Traumatic brain injury (TBI) is the leading cause of elderly trauma admissions. Previous research identified that each minute delay to TBI diagnosis was associated with a 2% mortality increase, delaying treatment to older patients (age ≥70 years) who do not meet trauma activation criteria. A TBI protocol and clinical decision support intervention (CDS-I) were developed to reduce time to imaging in older patients with head trauma not meeting trauma activation criteria.
An emergency department (ED) head CT protocol and CDS-I were developed and implemented to facilitate rapid imaging of older patients. Patients with TBI age ≥70 years and receiving anticoagulation met inclusion criteria. The primary outcome measure was time from ED arrival to head CT imaging comparing before (PRE: 1/1/2016-12/31/2016) vs after (POST: 8/1/2018-4/3/2019) protocol implementation. Negative binomial regression models evaluated the association of intervention on time to imaging. LOWESS smoothing was used to evaluate the association of intervention on mortality over time.

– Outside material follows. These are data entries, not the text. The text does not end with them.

use std::{
    collections::BTreeMap,
    fmt,
    sync::Arc,
    time::{Duration, Instant},
};

use log::{debug, error, info, warn};
use u810::{
    attach, CalibrationSnapshot, CalibrationTracker, InputHost, ParamStore, Params, TouchDevice,
};

use crate::{
    errors::Result,
    worker::{CancelPipe, SessionHandle},
};

/// Where a panel sits on the host: bus number and device address.
#[derive(Debug, Clone, Copy, PartialEq, Eq, PartialOrd, Ord, Hash)]
pub struct PanelKey {
    pub bus: u8,
    pub address: u8,
}

impl fmt::Display for PanelKey {
    fn fmt(&self, f: &mut fmt::Formatter<'_>) -> fmt::Result {
        write!(f, "{:03}:{:03}", self.bus, self.address)
    }
}

/// Enumerates and opens the panels attached to the host.
pub trait PanelSource {
    type Panel: TouchDevice;

    fn present(&mut self) -> Result<Vec<PanelKey>>;
    fn open(&mut self, key: PanelKey) -> Result<Self::Panel>;
}

/// Keeps one session per attached panel and follows the parameter store.
///
/// Every call to [`Supervisor::tick`] reloads the parameters, releases
/// sessions whose stream has ended, writes out the calibration range and,
/// once per rescan period, attaches any panel without a session.
pub struct Supervisor<B, H, S> {
    bus: B,
    host: H,
    store: S,
    tracker: Arc<CalibrationTracker>,
    params: Params,
    sessions: BTreeMap<PanelKey, SessionHandle>,
    persisted: CalibrationSnapshot,
    rescan: Duration,
    next_scan: Instant,
}

impl<B, H, S> Supervisor<B, H, S>
where
    B: PanelSource,
    <B::Panel as TouchDevice>::Pipe: CancelPipe + Send + 'static,
    H: InputHost,
    H::Sink: Send + 'static,
    S: ParamStore,
{
    pub fn new(bus: B, host: H, store: S, rescan: Duration) -> Self {
        let params = store.load().unwrap_or_else(|e| {
            warn!("Can't read parameters, using defaults: {e}");
            Params::default()
        });
        Self {
            bus,
            host,
            store,
            tracker: Arc::new(CalibrationTracker::new()),
            params,
            sessions: BTreeMap::new(),
            persisted: CalibrationSnapshot::default(),
            rescan,
            next_scan: Instant::now(),
        }
    }

    pub fn tracker(&self) -> &Arc<CalibrationTracker> {
        &self.tracker
    }

    pub fn attached(&self) -> impl Iterator<Item = PanelKey> + '_ {
        self.sessions.keys().copied()
    }

    pub fn tick(&mut self) {
        match self.store.load() {
            Ok(params) => self.apply(params),
            Err(e) => warn!("Can't read parameters: {e}"),
        }

        let ended: Vec<PanelKey> = self
            .sessions
            .iter()
            .filter(|(_, handle)| handle.is_finished())
            .map(|(key, _)| *key)
            .collect();
        for key in ended {
            info!("{key}: report stream ended");
            self.release(key);
        }

        self.persist_calibration(false);

        if Instant::now() >= self.next_scan {
            self.scan();
        }
    }

    fn apply(&mut self, params: Params) {
        if params.calibration_reset != self.params.calibration_reset {
            info!("Calibration reset requested");
            self.tracker.reset();
            self.write_calibration(CalibrationSnapshot::default());
        }

        let reattach = self.params.requires_reattach(&params);
        self.params = params;
        if reattach && !self.sessions.is_empty() {
            info!("Parameters changed, reattaching");
            let keys: Vec<PanelKey> = self.sessions.keys().copied().collect();
            for key in keys {
                self.release(key);
            }
            self.next_scan = Instant::now();
        }
    }

    fn scan(&mut self) {
        self.next_scan = Instant::now() + self.rescan;
        let present = match self.bus.present() {
            Ok(present) => present,
            Err(e) => {
                warn!("Can't enumerate panels: {e}");
                return;
            }
        };

        for key in present {
            if self.sessions.contains_key(&key) {
                continue;
            }
            let mut panel = match self.bus.open(key) {
                Ok(panel) => panel,
                Err(e) => {
                    warn!("{key}: can't open panel: {e}");
                    continue;
                }
            };
            let tracker = Arc::clone(&self.tracker);
            let session = match attach(&mut panel, &mut self.host, &self.store, tracker) {
                Ok(session) => session,
                Err(e) => {
                    error!("{key}: attach failed: {e}");
                    continue;
                }
            };
            match SessionHandle::spawn(session) {
                Ok(handle) => {
                    self.sessions.insert(key, handle);
                }
                Err(e) => error!("{key}: can't start session worker: {e}"),
            }
        }
    }

    fn release(&mut self, key: PanelKey) {
        let Some(handle) = self.sessions.remove(&key) else {
            return;
        };
        let calibrating = handle.calibrate();
        if let Err(e) = handle.stop() {
            error!("{key}: {e}");
        }
        self.persist_calibration(calibrating);
    }

    /// Writes the tracker snapshot if a calibrating session has moved it.
    fn persist_calibration(&mut self, force: bool) {
        let calibrating = force || self.sessions.values().any(SessionHandle::calibrate);
        if !calibrating {
            return;
        }
        let snapshot = self.tracker.snapshot();
        if snapshot != self.persisted {
            self.write_calibration(snapshot);
        }
    }

    fn write_calibration(&mut self, snapshot: CalibrationSnapshot) {
        match self.store.store_calibration(&snapshot) {
            Ok(()) => {
                debug!("Calibration now {snapshot:?}");
                self.persisted = snapshot;
            }
            Err(e) => error!("Failed to store calibration: {e}"),
        }
    }
}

The study examined 451 patients (269 PRE and 182 POST). Positive head CTs were seen in 78 (17.3%). 57 of 78 (73%) had a GCS >13. POST-intervention decreased time to head CT from 56 to 27 minutes (IQR PRE: 32-93 to POST:16-44, p<0.001) and POST-intervention patients had reduced hospital length of stay (IRR 0.83, 95% CI 0.72-0.86, p=0.01).
A significant proportion of older patients receiving anticoagulation not meeting trauma activation criteria had positive CT findings. Implementation of a rapid triage protocol with CDS-I reduced time to imaging and may reduce mortality in the highest-risk populations.